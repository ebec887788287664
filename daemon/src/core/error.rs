use primitive_types::U256;
use tempo_common::crypto::{Address, Hash};
use tempo_common::swap::NotSwapTarget;
use tempo_common::ticket::TicketError;
use tempo_common::timelock::TimeLockError;
use tempo_common::transaction::payload::ParamError;
use thiserror::Error;

/// Every failure surfaced by the node core. Non-fatal kinds roll the
/// enclosing transaction back; `Corruption` and `Decode` abort block
/// processing.
#[derive(Debug, Error)]
pub enum BlockchainError {
    #[error("invalid parameter: {0}")]
    InvalidParam(#[from] ParamError),

    #[error(transparent)]
    TimeLock(#[from] TimeLockError),

    #[error("not enough asset")]
    InsufficientAssetBalance,

    #[error("not enough time lock balance")]
    InsufficientTimeLockBalance,

    #[error("not enough time lock or asset balance")]
    InsufficientMixedBalance,

    #[error("not enough balance")]
    InsufficientBalance,

    #[error("insufficient funds: have {have}, need {need}")]
    InsufficientFunds { have: U256, need: U256 },

    #[error("account {address} already has a notation: {notation}")]
    NotationExists { address: Address, notation: u64 },

    #[error("notation {0} does not exist")]
    NotationNotFound(u64),

    #[error("the from address does not have a notation")]
    NoNotation,

    #[error("notation in swap is no longer valid")]
    NotationMismatch,

    #[error("this notation does not belong to the from address")]
    NotationNotOwned,

    #[error("asset {0} not found")]
    AssetNotFound(Hash),

    #[error("asset {0} already exists")]
    AssetExists(Hash),

    #[error("asset can't inc or dec")]
    AssetNotChangeable,

    #[error("asset can only be changed by owner")]
    NotAssetOwner,

    #[error("decrement can only happen to asset's own account")]
    DecrementNotOwnAccount,

    #[error("swap {0} not found")]
    SwapNotFound(Hash),

    #[error("swap {0} already exists")]
    SwapExists(Hash),

    #[error("must be swap owner to recall")]
    NotSwapOwner,

    #[error(transparent)]
    NotSwapTarget(#[from] NotSwapTarget),

    #[error(transparent)]
    Ticket(#[from] TicketError),

    #[error("report already exists")]
    ReportExists,

    #[error("invalid double mining report: {0}")]
    InvalidReport(&'static str),

    #[error("already reported in pool")]
    ReportInPool,

    #[error("sender already has a buy ticket transaction in pool")]
    BuyTicketInPool,

    #[error("{0} not enabled")]
    NotEnabled(&'static str),

    #[error("unsupported call func")]
    UnsupportedFunc,

    #[error("cached tickets hash mismatch")]
    CachedTicketsHashMismatch,

    #[error("amount overflow")]
    Overflow,

    // native contract bridge
    #[error("unknown func type")]
    UnknownBridgeFunc,

    #[error("wrong time range")]
    WrongTimeRange,

    #[error("value overflow")]
    ValueOverflow,

    #[error("wrong length of input")]
    WrongInputLength,

    #[error("invalid send asset flag")]
    InvalidSendAssetFlag,

    #[error("must call by contract")]
    MustCallByContract,

    #[error("receiveAsset tx receiver must be contract")]
    ReceiverMustBeContract,

    #[error("corrupted state data: {0}")]
    Corruption(String),

    #[error("decode error: {0}")]
    Decode(#[from] rlp::DecoderError),
}

impl BlockchainError {
    /// Whether the failure must abort block processing instead of
    /// rolling back a single transaction.
    pub fn is_fatal(&self) -> bool {
        matches!(
            self,
            BlockchainError::Corruption(_) | BlockchainError::Decode(_)
        )
    }
}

============

Work task: Set the records above down again, exactly as they read.

Task response:
repository ebec887788287664
filename daemon/src/core/error.rs
use primitive_types::U256;
use tempo_common::crypto::{Address, Hash};
use tempo_common::swap::NotSwapTarget;
use tempo_common::ticket::TicketError;
use tempo_common::timelock::TimeLockError;
use tempo_common::transaction::payload::ParamError;
use thiserror::Error;

/// Every failure surfaced by the node core. Non-fatal kinds roll the
/// enclosing transaction back; `Corruption` and `Decode` abort block
/// processing.
#[derive(Debug, Error)]
pub enum BlockchainError {
    #[error("invalid parameter: {0}")]
    InvalidParam(#[from] ParamError),

    #[error(transparent)]
    TimeLock(#[from] TimeLockError),

    #[error("not enough asset")]
    InsufficientAssetBalance,

    #[error("not enough time lock balance")]
    InsufficientTimeLockBalance,

    #[error("not enough time lock or asset balance")]
    InsufficientMixedBalance,

    #[error("not enough balance")]
    InsufficientBalance,

    #[error("insufficient funds: have {have}, need {need}")]
    InsufficientFunds { have: U256, need: U256 },

    #[error("account {address} already has a notation: {notation}")]
    NotationExists { address: Address, notation: u64 },

    #[error("notation {0} does not exist")]
    NotationNotFound(u64),

    #[error("the from address does not have a notation")]
    NoNotation,

    #[error("notation in swap is no longer valid")]
    NotationMismatch,

    #[error("this notation does not belong to the from address")]
    NotationNotOwned,

    #[error("asset {0} not found")]
    AssetNotFound(Hash),

    #[error("asset {0} already exists")]
    AssetExists(Hash),

    #[error("asset can't inc or dec")]
    AssetNotChangeable,

    #[error("asset can only be changed by owner")]
    NotAssetOwner,

    #[error("decrement can only happen to asset's own account")]
    DecrementNotOwnAccount,

    #[error("swap {0} not found")]
    SwapNotFound(Hash),

    #[error("swap {0} already exists")]
    SwapExists(Hash),

    #[error("must be swap owner to recall")]
    NotSwapOwner,

    #[error(transparent)]
    NotSwapTarget(#[from] NotSwapTarget),

    #[error(transparent)]
    Ticket(#[from] TicketError),

    #[error("report already exists")]
    ReportExists,

    #[error("invalid double mining report: {0}")]
    InvalidReport(&'static str),

    #[error("already reported in pool")]
    ReportInPool,

    #[error("sender already has a buy ticket transaction in pool")]
    BuyTicketInPool,

    #[error("{0} not enabled")]
    NotEnabled(&'static str),

    #[error("unsupported call func")]
    UnsupportedFunc,

    #[error("cached tickets hash mismatch")]
    CachedTicketsHashMismatch,

    #[error("amount overflow")]
    Overflow,

    // native contract bridge
    #[error("unknown func type")]
    UnknownBridgeFunc,

    #[error("wrong time range")]
    WrongTimeRange,

    #[error("value overflow")]
    ValueOverflow,

    #[error("wrong length of input")]
    WrongInputLength,

    #[error("invalid send asset flag")]
    InvalidSendAssetFlag,

    #[error("must call by contract")]
    MustCallByContract,

    #[error("receiveAsset tx receiver must be contract")]
    ReceiverMustBeContract,

    #[error("corrupted state data: {0}")]
    Corruption(String),

    #[error("decode error: {0}")]
    Decode(#[from] rlp::DecoderError),
}

impl BlockchainError {
    /// Whether the failure must abort block processing instead of
    /// rolling back a single transaction.
    pub fn is_fatal(&self) -> bool {
        matches!(
            self,
            BlockchainError::Corruption(_) | BlockchainError::Decode(_)
        )
    }
}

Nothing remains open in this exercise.